= Texas A&M University School of Engineering Medicine =

Medical school in Houston, Texas

Texas A&M University School of Engineering Medicine is a specialized medical school program located in Houston's Texas Medical Center established in 2019.
==Associations==
The Texas A&M School of Engineering Medicine is associated with the Texas A&M Engineering Medicine (EnMed) Program.

The concept for the EnMed program commenced in 2016 as a collaboration between Texas A&M University's College of Engineering and Naresh K. Vashisht College of Medicine, and Houston Methodist Hospital. M. Katherine Banks, then dean of the College of Engineering at Texas A&M, was instrumental in creating the program bridging engineering and medicine.

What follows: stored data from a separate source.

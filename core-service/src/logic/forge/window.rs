//! Forge Window
//!
//! Bounded buffer of (event, verdict) pairs. Events arrive from ingest,
//! verdicts from the evaluation workers; the two are joined on the event
//! sequence number.

use std::collections::HashMap;
use std::time::{Duration, Instant};

use crate::logic::engine::Verdict;
use crate::logic::telemetry::TelemetryEvent;

/// What the pipeline offers the forge queue
#[derive(Debug, Clone)]
pub enum ForgeObservation {
    Event(TelemetryEvent),
    Verdict(Verdict),
}

#[derive(Debug, Clone)]
pub struct WindowEntry {
    pub event: TelemetryEvent,
    pub verdict: Option<Verdict>,
}

#[derive(Debug)]
pub struct ForgeWindow {
    entries: Vec<WindowEntry>,
    by_seq: HashMap<u64, usize>,
    paired: usize,
    /// Verdicts whose event was dropped before reaching the window
    orphaned: u64,
    /// Observations refused because the window was at its hard bound
    overflowed: u64,
    max_events: usize,
    max_age: Duration,
    opened_at: Instant,
}

impl ForgeWindow {
    pub fn new(max_events: usize, max_age: Duration) -> Self {
        Self {
            entries: Vec::new(),
            by_seq: HashMap::new(),
            paired: 0,
            orphaned: 0,
            overflowed: 0,
            max_events: max_events.max(1),
            max_age,
            opened_at: Instant::now(),
        }
    }

    /// Empty window with the same limits
    pub fn fresh(&self) -> Self {
        Self::new(self.max_events, self.max_age)
    }

    pub fn max_age(&self) -> Duration {
        self.max_age
    }

    pub fn observe(&mut self, observation: ForgeObservation) {
        match observation {
            ForgeObservation::Event(event) => {
                if self.entries.len() >= self.hard_bound() {
                    self.overflowed += 1;
                    return;
                }
                if self.entries.is_empty() {
                    self.opened_at = Instant::now();
                }
                self.by_seq.insert(event.seq, self.entries.len());
                self.entries.push(WindowEntry { event, verdict: None });
            }
            ForgeObservation::Verdict(verdict) => match self.by_seq.get(&verdict.event_seq) {
                Some(&idx) => {
                    let entry = &mut self.entries[idx];
                    if entry.verdict.is_none() {
                        self.paired += 1;
                    }
                    entry.verdict = Some(verdict);
                }
                None => self.orphaned += 1,
            },
        }
    }

    /// Count threshold reached, or the oldest entry is past `max_age`
    pub fn is_ready(&self, now: Instant) -> bool {
        if self.entries.is_empty() {
            return false;
        }
        self.paired >= self.max_events
            || self.entries.len() >= self.hard_bound()
            || now.saturating_duration_since(self.opened_at) >= self.max_age
    }

    /// Entries whose verdict has arrived, in arrival order
    pub fn pairs(&self) -> impl Iterator<Item = (&TelemetryEvent, &Verdict)> {
        self.entries
            .iter()
            .filter_map(|e| e.verdict.as_ref().map(|v| (&e.event, v)))
    }

    pub fn entries(&self) -> &[WindowEntry] {
        &self.entries
    }

    pub fn len(&self) -> usize {
        self.entries.len()
    }

    pub fn is_empty(&self) -> bool {
        self.entries.is_empty()
    }

    pub fn paired(&self) -> usize {
        self.paired
    }

    pub fn orphaned(&self) -> u64 {
        self.orphaned
    }

    pub fn overflowed(&self) -> u64 {
        self.overflowed
    }

    // late verdicts need room to land
    fn hard_bound(&self) -> usize {
        self.max_events.saturating_mul(2)
    }
}

#[cfg(test)]
mod tests {
    use super::*;
    use crate::logic::engine::Decision;

    fn event(seq: u64) -> ForgeObservation {
        ForgeObservation::Event(TelemetryEvent::new(seq, "p", "open", "/x", 0))
    }

    fn verdict(seq: u64) -> ForgeObservation {
        let mut v = Verdict::allow(seq, 0);
        v.decision = Decision::Block;
        ForgeObservation::Verdict(v)
    }

    #[test]
    fn test_pairs_join_on_sequence() {
        let mut w = ForgeWindow::new(10, Duration::from_secs(60));
        w.observe(event(1));
        w.observe(event(2));
        w.observe(verdict(2));
        w.observe(verdict(9));

        let pairs: Vec<_> = w.pairs().collect();
        assert_eq!(pairs.len(), 1);
        assert_eq!(pairs[0].0.seq, 2);
        assert_eq!(w.paired(), 1);
        assert_eq!(w.orphaned(), 1);
    }

    #[test]
    fn test_ready_on_count() {
        let mut w = ForgeWindow::new(3, Duration::from_secs(3600));
        for seq in 1..=3 {
            w.observe(event(seq));
        }
        assert!(!w.is_ready(Instant::now()));
        for seq in 1..=3 {
            w.observe(verdict(seq));
        }
        assert!(w.is_ready(Instant::now()));
    }

    #[test]
    fn test_ready_on_age_only_when_non_empty() {
        let mut w = ForgeWindow::new(100, Duration::from_millis(10));
        let later = Instant::now() + Duration::from_secs(1);
        assert!(!w.is_ready(later));
        w.observe(event(1));
        assert!(w.is_ready(later));
    }

    #[test]
    fn test_hard_bound_refuses_events() {
        let mut w = ForgeWindow::new(2, Duration::from_secs(60));
        for seq in 1..=6 {
            w.observe(event(seq));
        }
        assert_eq!(w.len(), 4);
        assert_eq!(w.overflowed(), 2);
        assert!(w.is_ready(Instant::now()));
        assert!(w.fresh().is_empty());
    }
}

The program was conceived as part of a broader trend of bioengineering programs emerging in medical education.

The program launched in the fall of 2019 with a four-year dual-degree curriculum in which students simultaneously earn a Doctor of Medicine (MD) and a Master of Engineering (MEng) degree and a class of 25 students. The first commencement took place in May 2023.

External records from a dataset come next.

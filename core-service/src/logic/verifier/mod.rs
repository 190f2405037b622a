//! Verifier Module
//!
//! Admission control for hot patches: signature policy, chain-anchor check
//! and payload shape.
//!
//! ## Structure
//! - `keys.rs` - Ed25519 keys and the trust-tier policy
//! - `envelope.rs` - PatchEnvelope wire format and signing message
//! - `admit.rs` - Verifier, ValidatedPatch, VerifyError

pub mod admit;
pub mod envelope;
pub mod keys;

pub use admit::{ValidatedPatch, Verifier, VerifyError};
pub use envelope::{ChainAnchor, PatchEnvelope, PatchSignature};
pub use keys::{KeyError, PublicKey, SigningKeyPair, TrustPolicy};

As of 2025, the School of Engineering Medicine is pursuing independent accreditation to become Texas A&M's second accredited medical school, following the Texas A&M University Naresh K. Vashisht College of Medicine in Bryan, Texas.

==Leadership==
The inaugural dean of EnMed was Roderic I. Pettigrew, a physicist, engineer, and physician. On January 1, 2026, Timothy Boone was appointed as the second dean of the School of Engineering Medicine.